En tiempos en que la mayoría de las películas parecen hechas para sedar al espectador haciéndolo sentir confortable, sobreviven un puñado de producciones que ensayan el camino opuesto; esto es, lo confrontan con sus convicciones, con su manera de ver el mundo, con las creencias adquiridas. A este último grupo pertenece La chancha, un durísimo y atrapante film autobiográfico de Franco Verdoia (codirector junto a Pablo Bardauil de La vida después).
La chancha es una película de silencios y miradas, de suposiciones y sugerencias que inquietan. Pero al comienzo es distinto. Todo arranca con el viaje vacacional de Pablo (enorme trabajo de Esteban Meloni) junto a su mujer e hijo brasileños (Raquel Karro y Rodrigo Silveira). Hace un buen tiempo que este hombre radicado en Porto Alegre no vuelve a la pequeña localidad cordobesa de Las Varillas, la misma en la que pasó su infancia y primera juventud.
Pero lo que debía ser un momento de paz y tranquilidad se transforma en un auténtico tormento luego de que Pablo descubra que en esa misma posada está parando un hombre de su mismo pueblo (un Gabriel Goity perfecto en su carácter desagradable y repulsivo) junto a su pareja. Es evidente la sorpresa de ambos ante un encuentro tan inesperado como poco deseado.
De allí en más, la película muestra la interacción de ambas parejas a lo largo de varios días durante los que la tensión entre esos hombres aumentará hora tras hora, más allá de sus visibles esfuerzos para hacer como si nada pasara.

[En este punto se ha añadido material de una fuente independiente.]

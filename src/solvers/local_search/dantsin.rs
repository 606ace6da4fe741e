//! Dantsin's deterministic covering-code search.

use crate::instance::{Assignment, Instance};
use crate::registry::SolverEntry;
use crate::solvers::local_search::cover_code::generate_quarter_radius;
use crate::solvers::local_search::search_hamming_ball;
use rand::Rng;

inventory::submit! {
    SolverEntry {
        name: "dantsin",
        family: "local_search",
        description: "Hamming-ball search of radius n/4 from every codeword of a covering code",
        instrumented: false,
    }
}

/// Decide satisfiability with Dantsin's covering-code local search.
///
/// Generates a covering code of length `n` and radius `⌊n/4⌋` and runs a
/// Hamming-ball search of that radius from every codeword. The covering
/// property makes the sweep exhaustive: every assignment lies within radius
/// of some codeword, so a `false` verdict is definitive up to the randomized
/// clause picks inside the ball search.
///
/// Reference: Dantsin et al.: A deterministic (2-2/(k+1))^n algorithm for
/// k-SAT based on local search (2002).
pub fn solve_dantsin<R: Rng>(instance: &Instance, rng: &mut R) -> bool {
    if instance.is_empty() {
        return true;
    }
    if instance.has_empty_clause() {
        return false;
    }

    let variables: Vec<i32> = instance.all_variables().into_iter().collect();
    let n = variables.len();
    let radius = n / 4;

    generate_quarter_radius(n).iter().any(|codeword| {
        let assignment = Assignment::from_bits(&variables, codeword);
        search_hamming_ball(instance, &assignment, radius, rng)
    })
}

#[cfg(test)]
#[path = "../../unit_tests/solvers/local_search/dantsin.rs"]
mod tests;
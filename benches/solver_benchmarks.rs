//! Benchmarks comparing the solver families on random 3-SAT.

use criterion::{black_box, criterion_group, criterion_main, BenchmarkId, Criterion};
use rand::rngs::StdRng;
use rand::SeedableRng;
use satkernel::generate::random_k_sat;
use satkernel::kernel::normalize_to_kernel;
use satkernel::prelude::*;

/// A reproducible 3-SAT instance at a satisfiable clause/variable ratio.
fn instance(num_variables: usize, seed: u64) -> Instance {
    let mut rng = StdRng::seed_from_u64(seed);
    random_k_sat(num_variables, num_variables * 3, 3, &mut rng).unwrap()
}

fn bench_complete_solvers(c: &mut Criterion) {
    let mut group = c.benchmark_group("complete");

    for n in [8, 10, 12].iter() {
        let problem = instance(*n, 42);
        group.bench_with_input(BenchmarkId::new("brute_force", n), n, |b, _| {
            b.iter(|| solve_brute_force(black_box(&problem)))
        });
        group.bench_with_input(BenchmarkId::new("dpll_dlis", n), n, |b, _| {
            b.iter(|| solve_dpll(black_box(&problem), heuristics::dlis))
        });
        group.bench_with_input(BenchmarkId::new("dpll_mom", n), n, |b, _| {
            b.iter(|| solve_dpll(black_box(&problem), heuristics::mom))
        });
        group.bench_with_input(BenchmarkId::new("cdcl", n), n, |b, _| {
            b.iter(|| solve_cdcl(black_box(&problem), heuristics::dlis))
        });
        group.bench_with_input(BenchmarkId::new("monien_speckenmeyer", n), n, |b, _| {
            b.iter(|| solve_monien_speckenmeyer(black_box(&problem), true))
        });
    }

    group.finish();
}

fn bench_randomized_solvers(c: &mut Criterion) {
    let mut group = c.benchmark_group("randomized");

    for n in [8, 10].iter() {
        let problem = instance(*n, 7);
        group.bench_with_input(BenchmarkId::new("ppz", n), n, |b, _| {
            b.iter(|| {
                let mut rng = StdRng::seed_from_u64(0);
                solve_ppz(black_box(&problem), DEFAULT_ERROR_RATE, &mut rng)
            })
        });
        group.bench_with_input(BenchmarkId::new("schoening", n), n, |b, _| {
            b.iter(|| {
                let mut rng = StdRng::seed_from_u64(0);
                solve_schoening(black_box(&problem), DEFAULT_ERROR_RATE, &mut rng)
            })
        });
        group.bench_with_input(BenchmarkId::new("walksat", n), n, |b, _| {
            b.iter(|| {
                let mut rng = StdRng::seed_from_u64(0);
                solve_walksat(
                    black_box(&problem),
                    DEFAULT_MAX_TRIES,
                    DEFAULT_WALK_PROBABILITY,
                    &mut rng,
                )
            })
        });
    }

    group.finish();
}

fn bench_kernelization(c: &mut Criterion) {
    let mut group = c.benchmark_group("kernelize");

    for n in [10, 20].iter() {
        let problem = instance(*n, 3);
        group.bench_with_input(BenchmarkId::new("normalize", n), n, |b, _| {
            b.iter(|| normalize_to_kernel(black_box(&problem)))
        });
    }

    group.finish();
}

criterion_group!(
    benches,
    bench_complete_solvers,
    bench_randomized_solvers,
    bench_kernelization
);
criterion_main!(benches);
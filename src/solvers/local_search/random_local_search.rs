//! Randomized local search with Hamming-ball descent.

use crate::instance::Instance;
use crate::registry::SolverEntry;
use crate::solvers::local_search::{random_total_assignment, search_hamming_ball};
use num_bigint::BigUint;
use num_traits::{One, ToPrimitive, Zero};
use rand::Rng;

inventory::submit! {
    SolverEntry {
        name: "random_local_search",
        family: "randomized",
        description: "Random start points with Hamming-ball search of radius n/4",
        instrumented: false,
    }
}

/// Decide satisfiability with randomized local search.
///
/// Each try draws a uniformly random total assignment and searches its
/// Hamming ball of radius `r = ⌈n/4⌉`. A random ball covers a satisfying
/// assignment with probability `Σ_{i≤r} C(n,i) / 2^n`, so
/// `⌈(-ln ε)·2^n / Σ_{i≤r} C(n,i)⌉` tries bound the one-sided error by ε.
/// A `true` verdict is always correct.
///
/// Reference: Schöning, p. 97 f.
pub fn solve_random_local_search<R: Rng>(
    instance: &Instance,
    error_rate: f64,
    rng: &mut R,
) -> bool {
    if instance.is_empty() {
        return true;
    }
    if instance.has_empty_clause() {
        return false;
    }

    let variables: Vec<i32> = instance.all_variables().into_iter().collect();
    let n = variables.len();
    let radius = (n as f64 * 0.25).ceil() as usize;

    let ball_size: BigUint = (0..=radius).map(|i| binomial(n, i)).sum();
    let space_size = BigUint::one() << n;
    let miss_odds = (space_size.to_f64().unwrap_or(f64::MAX))
        / (ball_size.to_f64().unwrap_or(1.0));
    let tries = (-error_rate.ln() * miss_odds).ceil() as u64;

    for _ in 0..tries {
        let assignment = random_total_assignment(&variables, rng);
        if search_hamming_ball(instance, &assignment, radius, rng) {
            return true;
        }
    }
    false
}

/// The binomial coefficient C(n, k).
fn binomial(n: usize, k: usize) -> BigUint {
    if k > n {
        return BigUint::zero();
    }
    let mut result = BigUint::one();
    for i in 0..k {
        result = result * BigUint::from(n - i) / BigUint::from(i + 1);
    }
    result
}

#[cfg(test)]
#[path = "../../unit_tests/solvers/local_search/random_local_search.rs"]
mod tests;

Se sabe que hay algo en el pasado en común que los atormenta, que preferirían olvidar pero que ahora, frente a frente, los corroe por dentro. Pero, ¿qué?
En ese vacío informativo anida el núcleo central de una incomodad que no hará más que crecer escena tras escena, al tiempo que la atmósfera pacífica del lugar se convierte en un terreno fértil para que el débil equilibrio de Pablo empiece a tambalear. Verdoia no es de esos directores que necesiten levantar el dedo para gritar sus verdades. Por el contrario, su película hace de la economía narrativa una norma, depositando en ese pasado fuera de campo todos esos demonios que, más allá del paso del tiempo, todavía están más vivos que nunca.